O Acordo Verde europeu tem sido desde 2020 a base desses esforços, trazendo benefícios significativos para energia e meio ambiente. No entanto, ultimamente a oposição política e o ceticismo climático ganharam força, refletido também nos resultados das recentes eleições para o Parlamento Europeu.
Embora as mudanças climáticas persistam, preocupações econômicas e questões de segurança agora têm prioridade. O cenário político em desenvolvimento no Parlamento Europeu pode ter consequências para a política climática
As eleições anteriores, em 2019, levaram a uma política forte em favor do clima sob a liderança da Presidente da Comissão Ursula von der Leyen. Apesar do impulso verde anterior, a política climática da UE agora enfrenta uma recuperação econômica lenta, inflação persistente e aumento dos custos de energia, agravados pela invasão russa da Ucrânia.
Isso gerou protestos e resistência, incluindo apelos do presidente francês Emmanuel Macron para uma “pausa” nas normas ambientais. Na Alemanha, a lenta recuperação econômica freia medidas ambientais muito rigorosas.
As recentes eleições para o Parlamento Europeu provocaram uma perda significativa de assentos para os partidos verdes. O maior grupo, o Partido Popular Europeu (PPE) de centro-direita, defende com cada vez mais ênfase uma abordagem tecnologicamente neutra em muitas questões ambientais e climáticas, frequentemente em conflito com os Verdes e os Socialistas.

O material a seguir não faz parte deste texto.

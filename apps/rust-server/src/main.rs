// SPDX-License-Identifier: AGPL-3.0-or-later
//
// Copyright (C) 2026 Relational Network

use std::process::ExitCode;
use std::sync::Arc;

use thiserror::Error;
use tokio::net::TcpListener;
use tokio_util::sync::CancellationToken;
use tracing::{error, info};
use tracing_subscriber::{fmt, layer::SubscriberExt, util::SubscriberInitExt, EnvFilter};

use token_sale_server::{
    api::router,
    blockchain::RpcLedgerClient,
    config::{AppConfig, LogFormat},
    confirmation::ConfirmationPoller,
    sale::{default_phases, PhaseRegistry, SaleError},
    state::AppState,
    storage::{SaleDatabase, SaleDbError, DATABASE_FILE},
};

#[derive(Debug, Error)]
enum StartupError {
    #[error("failed to open sale database: {0}")]
    Storage(#[from] SaleDbError),

    #[error("failed to initialise sale state: {0}")]
    Sale(#[from] SaleError),

    #[error("server I/O error: {0}")]
    Io(#[from] std::io::Error),
}

#[tokio::main]
async fn main() -> ExitCode {
    let config = match AppConfig::from_env() {
        Ok(config) => config,
        Err(e) => {
            eprintln!("Configuration error: {e}");
            return ExitCode::FAILURE;
        }
    };
    init_tracing(config.log_format);

    match run(config).await {
        Ok(()) => ExitCode::SUCCESS,
        Err(e) => {
            error!(error = %e, "Server stopped with an error");
            ExitCode::FAILURE
        }
    }
}

fn init_tracing(format: LogFormat) {
    let filter = EnvFilter::try_from_default_env()
        .unwrap_or_else(|_| EnvFilter::new("info,tower_http=debug"));
    let registry = tracing_subscriber::registry().with(filter);
    match format {
        LogFormat::Json => registry.with(fmt::layer().json()).init(),
        LogFormat::Pretty => registry.with(fmt::layer()).init(),
    }
}

async fn run(config: AppConfig) -> Result<(), StartupError> {
    let db = Arc::new(SaleDatabase::open(&config.data_dir.join(DATABASE_FILE))?);

    let registry = match &config.sale.phases_path {
        Some(path) => PhaseRegistry::from_json_file(path)?,
        None => PhaseRegistry::new(default_phases())?,
    };

    let ledger = Arc::new(RpcLedgerClient::new(
        config.ledger.rpc_url.to_string(),
        config.ledger.rpc_timeout,
    ));
    info!(rpc_url = %ledger.url(), "Ledger client configured");

    let bind_addr = config.bind_addr;
    let poll_interval = config.confirmation.poll_interval;
    let retention = config.confirmation.retention;
    let state = AppState::build(config, db, registry, ledger)?;

    let shutdown = CancellationToken::new();
    let poller = ConfirmationPoller::new(state.tracker.clone(), poll_interval, retention);
    let poller_handle = tokio::spawn(poller.run(shutdown.clone()));

    let listener = TcpListener::bind(bind_addr).await?;
    info!(%bind_addr, "Token sale server listening (docs at /docs)");

    tokio::spawn(watch_signals(shutdown.clone()));
    let server_shutdown = shutdown.clone();
    axum::serve(listener, router(state))
        .with_graceful_shutdown(async move { server_shutdown.cancelled().await })
        .await?;

    // The server can also stop on its own; make sure the poller follows.
    shutdown.cancel();
    if let Err(e) = poller_handle.await {
        error!(error = %e, "Confirmation poller task failed");
    }
    info!("Shutdown complete");
    Ok(())
}

async fn watch_signals(shutdown: CancellationToken) {
    let ctrl_c = async {
        if let Err(e) = tokio::signal::ctrl_c().await {
            error!(error = %e, "Failed to listen for Ctrl+C");
            std::future::pending::<()>().await;
        }
    };

    #[cfg(unix)]
    let terminate = async {
        match tokio::signal::unix::signal(tokio::signal::unix::SignalKind::terminate()) {
            Ok(mut signal) => {
                signal.recv().await;
            }
            Err(e) => {
                error!(error = %e, "Failed to listen for SIGTERM");
                std::future::pending::<()>().await;
            }
        }
    };
    #[cfg(not(unix))]
    let terminate = std::future::pending::<()>();

    tokio::select! {
        _ = ctrl_c => info!("Received Ctrl+C, shutting down"),
        _ = terminate => info!("Received SIGTERM, shutting down"),
    }
    shutdown.cancel();
}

Olhando para a política climática futura, os Socialistas e Democratas (S&D) e o grupo liberal Renew Europe continuarão a apoiar o Acordo Verde, embora com diferentes ênfases em justiça social e implementação pragmática. Por outro lado, grupos conservadores e de extrema direita como os Conservadores e Reformistas Europeus (ECR) e Identity and Democracy (ID) se opõem ao Acordo Verde.

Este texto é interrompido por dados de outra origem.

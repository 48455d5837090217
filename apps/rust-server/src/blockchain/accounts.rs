// SPDX-License-Identifier: AGPL-3.0-or-later
//
// Copyright (C) 2026 Relational Network

//! Associated token account resolution.

use std::sync::Arc;
use std::time::Duration;

use async_trait::async_trait;
use solana_sdk::pubkey::Pubkey;
use spl_associated_token_account::get_associated_token_address;

use super::client::{LedgerClient, LedgerError};
use super::retry::RetryPolicy;
use crate::storage::AccountCache;

const CACHE_CAPACITY: usize = 10_000;
const CACHE_TTL: Duration = Duration::from_secs(600);

/// Maps (mint, owner) pairs to token accounts and checks whether they exist.
#[async_trait]
pub trait AccountResolver: Send + Sync {
    fn resolve(&self, mint: &Pubkey, owner: &Pubkey) -> Pubkey;

    async fn account_exists(&self, address: &Pubkey) -> Result<bool, LedgerError>;
}

/// Resolves associated token accounts and checks them against the ledger.
pub struct AssociatedTokenResolver {
    ledger: Arc<dyn LedgerClient>,
    retry: RetryPolicy,
    cache: AccountCache,
}

impl AssociatedTokenResolver {
    pub fn new(ledger: Arc<dyn LedgerClient>, retry: RetryPolicy) -> Self {
        Self {
            ledger,
            retry,
            cache: AccountCache::new(CACHE_CAPACITY, CACHE_TTL),
        }
    }
}

#[async_trait]
impl AccountResolver for AssociatedTokenResolver {
    fn resolve(&self, mint: &Pubkey, owner: &Pubkey) -> Pubkey {
        get_associated_token_address(owner, mint)
    }

    async fn account_exists(&self, address: &Pubkey) -> Result<bool, LedgerError> {
        if self.cache.is_known(address) {
            return Ok(true);
        }

        let account = self
            .retry
            .run("get_account_info", || self.ledger.get_account_info(address))
            .await?;

        let exists = account.is_some();
        if exists {
            self.cache.mark_existing(*address);
        }
        Ok(exists)
    }
}

#[cfg(test)]
mod tests {
    use super::*;
    use crate::blockchain::mock::MockLedger;

    fn resolver(ledger: Arc<MockLedger>) -> AssociatedTokenResolver {
        AssociatedTokenResolver::new(
            ledger,
            RetryPolicy {
                max_attempts: 2,
                attempt_timeout: Duration::from_millis(100),
                base_backoff: Duration::from_millis(1),
                max_backoff: Duration::from_millis(1),
            },
        )
    }

    #[test]
    fn resolves_associated_address() {
        let ledger = Arc::new(MockLedger::new());
        let resolver = resolver(ledger);
        let mint = Pubkey::new_unique();
        let owner = Pubkey::new_unique();

        assert_eq!(
            resolver.resolve(&mint, &owner),
            get_associated_token_address(&owner, &mint)
        );
        assert_ne!(resolver.resolve(&mint, &owner), resolver.resolve(&mint, &Pubkey::new_unique()));
    }

    #[tokio::test]
    async fn caches_only_existing_accounts() {
        let ledger = Arc::new(MockLedger::new());
        let resolver = resolver(ledger.clone());
        let present = Pubkey::new_unique();
        let missing = Pubkey::new_unique();
        ledger.add_account(present);

        assert!(resolver.account_exists(&present).await.unwrap());
        assert!(resolver.account_exists(&present).await.unwrap());
        assert_eq!(ledger.account_lookups(), 1);

        assert!(!resolver.account_exists(&missing).await.unwrap());
        assert!(!resolver.account_exists(&missing).await.unwrap());
        assert_eq!(ledger.account_lookups(), 3);

        // A missing account that appears later is picked up
        ledger.add_account(missing);
        assert!(resolver.account_exists(&missing).await.unwrap());
    }

    #[tokio::test]
    async fn retries_transient_lookups() {
        let ledger = Arc::new(MockLedger::new());
        let resolver = resolver(ledger.clone());
        let address = Pubkey::new_unique();
        ledger.add_account(address);
        ledger.fail_next(1);

        assert!(resolver.account_exists(&address).await.unwrap());
        assert_eq!(ledger.account_lookups(), 2);
    }

    #[tokio::test]
    async fn surfaces_outages() {
        let ledger = Arc::new(MockLedger::new());
        let resolver = resolver(ledger.clone());
        ledger.set_offline(true);

        let err = resolver.account_exists(&Pubkey::new_unique()).await.unwrap_err();
        assert!(err.is_retryable());
    }
}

A nova distribuição de assentos (mais à direita) no parlamento pode levar a coalizões mais conservadoras, mas os partidos verdes e de esquerda ainda poderão desempenhar um papel na manutenção da política climática da UE. Embora a agenda verde enfrente desafios, é improvável que Estrasburgo desmonte o Acordo Verde, especialmente se Von der Leyen continuar como presidente da Comissão Europeia.
Abandonar a transição verde seria um erro estratégico para os formuladores de políticas europeus. Apesar das prioridades concorrentes, a crise climática permanece urgente, com o aquecimento na Europa sendo duas vezes maior que a média global.